Most cloud storage services lack the facilities to tune performance, other than adding more storage capacity, along with corresponding unnecessary costs. Too many simultaneous requests, network overloads, or equipment failures can lead to latency issues and sluggish performance in the shared filesystem services offered by the cloud vendors.
Look for a layer of performance control for your file data that enables all your applications and users to get the level of responsiveness that’s expected. You should also ensure that it can readily adapt as demand and budgets grow over time.
Cloud NAS filesystem products provide the flexibility to quickly adjust the right blend of (block) storage performance, memory for caching read-intensive workloads, and network speeds required to push the data at the optimal speed. There are several available “tuning knobs” to optimize the filesystem performance to best match your workload’s evolving needs, without overprovisioning storage capacity or costs.
Look for NFS and CIFS filesystems that offer the full spectrum of performance tuning options that keep you in control of your workload’s performance over time, without breaking the bank as your data storage capacity ramps and accelerates.
5. No data-availability strategy
Hardware fails, people commit errors, and occasional outages are an unfortunate fact of life. It’s best to plan for the worst, create replicas of your most important data and establish a means to quickly switch over whenever sporadic failure comes calling.
Look for a cloud or storage vendor willing to provide an SLA guarantee that matches your business needs and supports the SLA you provide to your customers. Where necessary create a failsafe option, with a secondary storage replica to ensure your applications do not experience any outage and instead a rapid HA failover occurs instead of an outage.
In the cloud, you can get 5-9’s high availability from solutions that replicate your data across two availability zones; i.e., 5 minutes or less of unplanned downtime per year.

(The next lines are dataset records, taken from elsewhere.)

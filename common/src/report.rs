//! JSON 输出结构
//!
//! ```text
//! { one_exception, two_exceptions, more_than_two_exceptions,
//!   low_loss_projects, all, source: [{analyzer_name, sheet_name, status, data, ...}] }
//! ```
//!
//! 所有记录中的 NaN / Infinity 在此之前已替换为空字符串。

use crate::analyzer::RuleFinding;
use crate::classify::ProjectExceptionRecord;
use crate::pipeline::{AuditReport, RuleResult, RuleStatus};
use crate::types::Record;
use serde::Serialize;

/// 单个规则的原始结果
#[derive(Debug, Clone, Serialize)]
pub struct SourceEntry<'a> {
    pub analyzer_name: &'static str,
    pub sheet_name: &'a str,
    pub status: RuleStatus,
    #[serde(skip_serializing_if = "Option::is_none")]
    pub message: Option<&'a str>,
    pub data: Vec<Record>,
    #[serde(skip_serializing_if = "Option::is_none")]
    pub finding: Option<&'a RuleFinding>,
    pub logs: &'a [String],
}

impl<'a> From<&'a RuleResult> for SourceEntry<'a> {
    fn from(result: &'a RuleResult) -> Self {
        Self {
            analyzer_name: result.rule.name(),
            sheet_name: &result.sheet_name,
            status: result.status,
            message: result.message.as_deref(),
            data: result.data.to_records(),
            finding: result.finding.as_ref(),
            logs: &result.logs,
        }
    }
}

/// 完整的 JSON 报告
#[derive(Debug, Clone, Serialize)]
pub struct ReportJson<'a> {
    pub one_exception: &'a [ProjectExceptionRecord],
    pub two_exceptions: &'a [ProjectExceptionRecord],
    pub more_than_two_exceptions: &'a [ProjectExceptionRecord],
    pub low_loss_projects: Vec<Record>,
    pub all: &'a [ProjectExceptionRecord],
    pub source: Vec<SourceEntry<'a>>,
}

impl<'a> ReportJson<'a> {
    pub fn new(report: &'a AuditReport) -> Self {
        let c = &report.classification;
        Self {
            one_exception: &c.one_exception,
            two_exceptions: &c.two_exceptions,
            more_than_two_exceptions: &c.more_than_two_exceptions,
            low_loss_projects: report
                .low_loss_projects()
                .map(|t| t.to_records())
                .unwrap_or_default(),
            all: &c.all,
            source: report.results.iter().map(SourceEntry::from).collect(),
        }
    }
}

impl AuditReport {
    /// 转为 JSON 值
    pub fn to_json(&self) -> serde_json::Result<serde_json::Value> {
        serde_json::to_value(ReportJson::new(self))
    }

    /// 转为格式化的 JSON 字符串
    pub fn to_json_string(&self) -> serde_json::Result<String> {
        serde_json::to_string_pretty(&ReportJson::new(self))
    }
}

Ask your filesystem vendor to provide a copy of their SLA and uptime guarantee to ensure it’s aligned with the SLAs your business team requires to meet its own SLA obligations.
6. No multi-cloud interoperability strategy
As many as 90% of organizations will adopt a hybrid infrastructure by 2020, according to Gartner analysts. There are plenty of positive driving forces as companies look to optimize efficiency and control costs, but you must properly assess your options and the impact on your business. Consider the ease with which you can switch vendors in the future and any code that may have to be rewritten. Cloud platforms entangle you with proprietary APIs and services, but you need to keep your data and applications multi-cloud capable to stay agile and preserve choice.

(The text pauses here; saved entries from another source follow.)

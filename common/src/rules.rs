//! 规则配置
//!
//! 规则 → Sheet名称 → 参数 的静态配置列表，以及外部类别配置。
//! 新增分析规则只需在 [`RuleParams`] 增加变体并在默认列表中登记。

use crate::error::{Error, Result};
use serde::{Deserialize, Serialize};

/// 规则标识
#[derive(Debug, Clone, Copy, PartialEq, Eq, Hash, Serialize, Deserialize)]
#[serde(rename_all = "snake_case")]
pub enum RuleKind {
    LeaderFrequency,
    DesignLoss,
    ConstructionRatio,
    LossOverThreshold,
    CostStructure,
}

impl RuleKind {
    /// 规则标识名（JSON 输出中的 analyzer_name）
    pub fn name(&self) -> &'static str {
        match self {
            RuleKind::LeaderFrequency => "LeaderFrequencyAnalyzer",
            RuleKind::DesignLoss => "DesignAnalyzer",
            RuleKind::ConstructionRatio => "ConstructionAnalyzer",
            RuleKind::LossOverThreshold => "LossOverAnalyzer",
            RuleKind::CostStructure => "LossDataAnalyzer",
        }
    }
}

impl std::fmt::Display for RuleKind {
    fn fmt(&self, f: &mut std::fmt::Formatter<'_>) -> std::fmt::Result {
        match self {
            RuleKind::LeaderFrequency => write!(f, "项目负责人频次"),
            RuleKind::DesignLoss => write!(f, "亏损大于合同"),
            RuleKind::ConstructionRatio => write!(f, "施工类项目亏损占比"),
            RuleKind::LossOverThreshold => write!(f, "亏损金额超阈值"),
            RuleKind::CostStructure => write!(f, "成本构成异常"),
        }
    }
}

fn default_min_count() -> usize {
    3
}

fn default_construction_ratio() -> f64 {
    0.3
}

fn default_threshold() -> f64 {
    1000.0
}

fn default_cost_ratio() -> f64 {
    0.5
}

fn default_low_loss_threshold() -> f64 {
    10.0
}

/// 各规则参数
#[derive(Debug, Clone, PartialEq, Serialize, Deserialize)]
#[serde(tag = "rule", rename_all = "snake_case")]
pub enum RuleParams {
    LeaderFrequency {
        #[serde(default = "default_min_count")]
        min_count: usize,
    },
    DesignLoss,
    ConstructionRatio {
        /// 亏损/合同 严格大于该比例才入选
        #[serde(default = "default_construction_ratio")]
        ratio: f64,
    },
    LossOverThreshold {
        #[serde(default = "default_threshold")]
        threshold: f64,
    },
    CostStructure {
        /// 单项成本/合同 达到该比例即视为异常
        #[serde(default = "default_cost_ratio")]
        ratio: f64,
        /// 低亏损子集的亏损金额上限（不含）
        #[serde(default = "default_low_loss_threshold")]
        low_loss_threshold: f64,
    },
}

impl RuleParams {
    pub fn kind(&self) -> RuleKind {
        match self {
            RuleParams::LeaderFrequency { .. } => RuleKind::LeaderFrequency,
            RuleParams::DesignLoss => RuleKind::DesignLoss,
            RuleParams::ConstructionRatio { .. } => RuleKind::ConstructionRatio,
            RuleParams::LossOverThreshold { .. } => RuleKind::LossOverThreshold,
            RuleParams::CostStructure { .. } => RuleKind::CostStructure,
        }
    }
}

/// 单条规则配置
#[derive(Debug, Clone, PartialEq, Serialize, Deserialize)]
pub struct RuleConfig {
    /// 输出Sheet名称
    pub sheet_name: String,
    #[serde(flatten)]
    pub params: RuleParams,
}

impl RuleConfig {
    pub fn new(sheet_name: &str, params: RuleParams) -> Self {
        Self {
            sheet_name: sheet_name.to_string(),
            params,
        }
    }
}

/// 默认规则列表（执行顺序即声明顺序）
pub fn default_rules() -> Vec<RuleConfig> {
    vec![
        RuleConfig::new(
            "附表1 亏损3个项目项目负责人",
            RuleParams::LeaderFrequency { min_count: 3 },
        ),
        RuleConfig::new("附表2 亏损大于合同", RuleParams::DesignLoss),
        RuleConfig::new(
            "附表3 施工项目亏损金额占合同金额30%",
            RuleParams::ConstructionRatio { ratio: 0.3 },
        ),
        RuleConfig::new(
            "附表4 亏损大于1000万",
            RuleParams::LossOverThreshold { threshold: 1000.0 },
        ),
        RuleConfig::new(
            "附表5 成本费用异常情况",
            RuleParams::CostStructure {
                ratio: 0.5,
                low_loss_threshold: 10.0,
            },
        ),
    ]
}

/// 外部类别配置（categories.json）
#[derive(Debug, Clone, PartialEq, Serialize, Deserialize)]
pub struct CategoryConfig {
    /// 视为「施工类」的项目类别
    #[serde(default = "default_construction_categories")]
    pub construction_categories: Vec<String>,
}

fn default_construction_categories() -> Vec<String> {
    ["施工", "施工总承包", "专业承包"]
        .iter()
        .map(|s| s.to_string())
        .collect()
}

impl Default for CategoryConfig {
    fn default() -> Self {
        Self {
            construction_categories: default_construction_categories(),
        }
    }
}

impl CategoryConfig {
    pub fn from_file(path: &std::path::Path) -> Result<Self> {
        let content = std::fs::read_to_string(path)?;
        Self::from_json(&content)
    }

    pub fn from_json(json: &str) -> Result<Self> {
        let config: Self = serde_json::from_str(json)?;
        if config.construction_categories.is_empty() {
            return Err(Error::Config("construction_categories 不能为空".into()));
        }
        Ok(config)
    }
}

fn default_project_column() -> String {
    crate::columns::PROJECT_NAME.to_string()
}

/// 分析配置
#[derive(Debug, Clone, PartialEq, Serialize, Deserialize)]
pub struct AuditConfig {
    /// 按顺序执行的规则
    #[serde(default = "default_rules")]
    pub rules: Vec<RuleConfig>,

    #[serde(default)]
    pub categories: CategoryConfig,

    /// 汇总分类时用于识别同一项目的列
    #[serde(default = "default_project_column")]
    pub project_column: String,
}

impl Default for AuditConfig {
    fn default() -> Self {
        Self {
            rules: default_rules(),
            categories: CategoryConfig::default(),
            project_column: default_project_column(),
        }
    }
}

#[cfg(test)]
mod tests {
    use super::*;

    #[test]
    fn test_default_rules_order() {
        let kinds: Vec<RuleKind> = default_rules().iter().map(|r| r.params.kind()).collect();
        assert_eq!(
            kinds,
            vec![
                RuleKind::LeaderFrequency,
                RuleKind::DesignLoss,
                RuleKind::ConstructionRatio,
                RuleKind::LossOverThreshold,
                RuleKind::CostStructure,
            ]
        );
    }

    #[test]
    fn test_rule_config_deserialize_with_defaults() {
        let json = r#"[
            {"sheet_name": "负责人", "rule": "leader_frequency"},
            {"sheet_name": "超阈值", "rule": "loss_over_threshold", "threshold": 500},
            {"sheet_name": "设计", "rule": "design_loss"}
        ]"#;
        let rules: Vec<RuleConfig> = serde_json::from_str(json).expect("反序列化失败");
        assert_eq!(rules[0].params, RuleParams::LeaderFrequency { min_count: 3 });
        assert_eq!(rules[1].params, RuleParams::LossOverThreshold { threshold: 500.0 });
        assert_eq!(rules[2].params, RuleParams::DesignLoss);
        assert_eq!(rules[2].sheet_name, "设计");
    }

    #[test]
    fn test_audit_config_empty_json_uses_defaults() {
        let config: AuditConfig = serde_json::from_str("{}").expect("反序列化失败");
        assert_eq!(config, AuditConfig::default());
        assert_eq!(config.project_column, "项目名称");
    }

    #[test]
    fn test_category_config_from_json() {
        let config =
            CategoryConfig::from_json(r#"{"construction_categories": ["房建施工", "市政施工"]}"#)
                .expect("读取失败");
        assert_eq!(config.construction_categories, vec!["房建施工", "市政施工"]);
    }

    #[test]
    fn test_category_config_rejects_empty_list() {
        let err = CategoryConfig::from_json(r#"{"construction_categories": []}"#).unwrap_err();
        assert!(matches!(err, Error::Config(_)));
    }

    #[test]
    fn test_rule_kind_display() {
        assert_eq!(RuleKind::CostStructure.to_string(), "成本构成异常");
        assert_eq!(RuleKind::DesignLoss.name(), "DesignAnalyzer");
    }
}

You may be delighted with your cloud platform vendor today and have no expectations of making a change, but it’s just a matter of time until something happens that causes you to need a multi-cloud capability. For example, your company acquires or merges with another business that brings a different cloud vendor to the table and you’re faced with the need to either integrate or interoperate. Be prepared as most businesses will end up in a multi-cloud mode of operation.

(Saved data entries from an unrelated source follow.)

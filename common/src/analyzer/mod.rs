//! 规则分析器
//!
//! 每个分析器接收完整的表和规则参数，返回入选行号（保持原始顺序）
//! 和该规则特有的统计结果。分析器本身无状态，可重复调用。

mod construction;
mod cost_structure;
mod design;
mod leader;
mod loss_over;

pub use construction::ConstructionAnalyzer;
pub use cost_structure::CostStructureAnalyzer;
pub use design::DesignAnalyzer;
pub use leader::LeaderFrequencyAnalyzer;
pub use loss_over::LossOverAnalyzer;

use crate::error::Result;
use crate::rules::{CategoryConfig, RuleKind, RuleParams};
use crate::types::Table;
use serde::Serialize;
use std::collections::BTreeMap;

/// 分析过程日志
///
/// 同时写入 tracing（debug 级别）并保留在结果中。
#[derive(Debug, Default)]
pub struct AnalysisLog {
    lines: Vec<String>,
}

impl AnalysisLog {
    pub fn new() -> Self {
        Self::default()
    }

    pub fn log(&mut self, msg: impl Into<String>) {
        let msg = msg.into();
        tracing::debug!("{}", msg);
        self.lines.push(msg);
    }

    pub fn lines(&self) -> &[String] {
        &self.lines
    }

    pub fn into_lines(self) -> Vec<String> {
        self.lines
    }
}

/// 负责人出现次数
#[derive(Debug, Clone, PartialEq, Eq, Serialize)]
pub struct LeaderCount {
    pub name: String,
    pub count: usize,
}

/// 各规则特有的统计结果
#[derive(Debug, Clone, PartialEq, Serialize)]
#[serde(tag = "rule", rename_all = "snake_case")]
pub enum RuleFinding {
    LeaderFrequency {
        /// 清理后的负责人总数
        distinct_leaders: usize,
        /// 达到次数要求的负责人（次数降序）
        qualified: Vec<LeaderCount>,
    },
    DesignLoss {
        valid_rows: usize,
    },
    ConstructionRatio {
        /// 属于目标类别的行数
        matched_rows: usize,
        /// 目标类别中金额有效的行数
        valid_rows: usize,
        category_counts: BTreeMap<String, usize>,
    },
    LossOverThreshold {
        valid_rows: usize,
        /// 入选行占有效行的百分比（两位小数）
        ratio_percent: f64,
    },
    CostStructure {
        valid_rows: usize,
        /// 亏损金额低于次级阈值的异常行
        #[serde(skip)]
        low_loss: Table,
    },
}

/// 单次分析的输出
#[derive(Debug, Clone, PartialEq)]
pub struct RuleOutcome {
    /// 入选行号（升序）
    pub rows: Vec<usize>,
    pub finding: RuleFinding,
}

/// 分析器接口
pub trait Analyzer: Send + Sync {
    fn kind(&self) -> RuleKind;

    fn analyze(&self, table: &Table, log: &mut AnalysisLog) -> Result<RuleOutcome>;
}

/// 根据规则参数构造分析器
pub fn build_analyzer(params: &RuleParams, categories: &CategoryConfig) -> Box<dyn Analyzer> {
    match params {
        RuleParams::LeaderFrequency { min_count } => {
            Box::new(LeaderFrequencyAnalyzer::new(*min_count))
        }
        RuleParams::DesignLoss => Box::new(DesignAnalyzer),
        RuleParams::ConstructionRatio { ratio } => Box::new(ConstructionAnalyzer::new(
            categories.construction_categories.clone(),
            *ratio,
        )),
        RuleParams::LossOverThreshold { threshold } => Box::new(LossOverAnalyzer::new(*threshold)),
        RuleParams::CostStructure {
            ratio,
            low_loss_threshold,
        } => Box::new(CostStructureAnalyzer::new(*ratio, *low_loss_threshold)),
    }
}

/// 两个数值都存在时才比较
fn both<F>(a: Option<f64>, b: Option<f64>, pred: F) -> bool
where
    F: Fn(f64, f64) -> bool,
{
    match (a, b) {
        (Some(a), Some(b)) => pred(a, b),
        _ => false,
    }
}

#[cfg(test)]
pub(crate) mod test_support {
    use crate::types::{Cell, Table};

    /// 以 (列名, 列值) 构造测试表
    pub fn table(columns: &[(&str, Vec<Cell>)]) -> Table {
        let names = columns.iter().map(|(n, _)| n.to_string()).collect();
        let height = columns.iter().map(|(_, v)| v.len()).max().unwrap_or(0);
        let rows = (0..height)
            .map(|i| {
                columns
                    .iter()
                    .map(|(_, v)| v.get(i).cloned().unwrap_or_default())
                    .collect()
            })
            .collect();
        Table::from_rows(names, rows)
    }

    pub fn nums(values: &[f64]) -> Vec<Cell> {
        values.iter().map(|v| Cell::Number(*v)).collect()
    }

    pub fn texts(values: &[&str]) -> Vec<Cell> {
        values.iter().map(|v| Cell::from(*v)).collect()
    }
}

7. No disaster-recovery strategy
A simple mistake where a developer accidentally pushes a code drop into a public repository and forgets to remove the company’s cloud access keys from the code could be enough to compromise your data and business. It definitely happens. Sometimes the hackers who gain access are benign, other times they are destructive and delete things. In the worst case, everything in your account could be affected.
Maybe your provider will someday be hacked and lose your data and backups. You are responsible and will be held accountable, even though the cause is external. Are you prepared? How will you respond to such an unexpected DR event?
It’s critically important to keep redundant, offsite copies of everything required to fully restart your IT infrastructure in the event of a disaster or full-on hacker attack break-in.
The temptation to cut corners and keep costs down with data management is understandable, but it is dangerous, short-term thinking that could end up costing you a great deal more in the long run. Take the time to craft the right DR and backup strategy and put those processes in place, test them periodically to ensure they’re working, and you can mitigate these risks.
For example, should your cloud root account somehow get compromised, is there a fail-safe copy of your data and cloud configuration stored in a second, independent cloud (or at least a different cloud account) you can fall back on? DR is like an insurance policy – you only get it to protect against the unthinkable, which nobody expects will happen to them… until it does. Determine the right level of DR preparedness and make those investments. DR costs should not be huge in the cloud since most everything (except the data) is on-demand.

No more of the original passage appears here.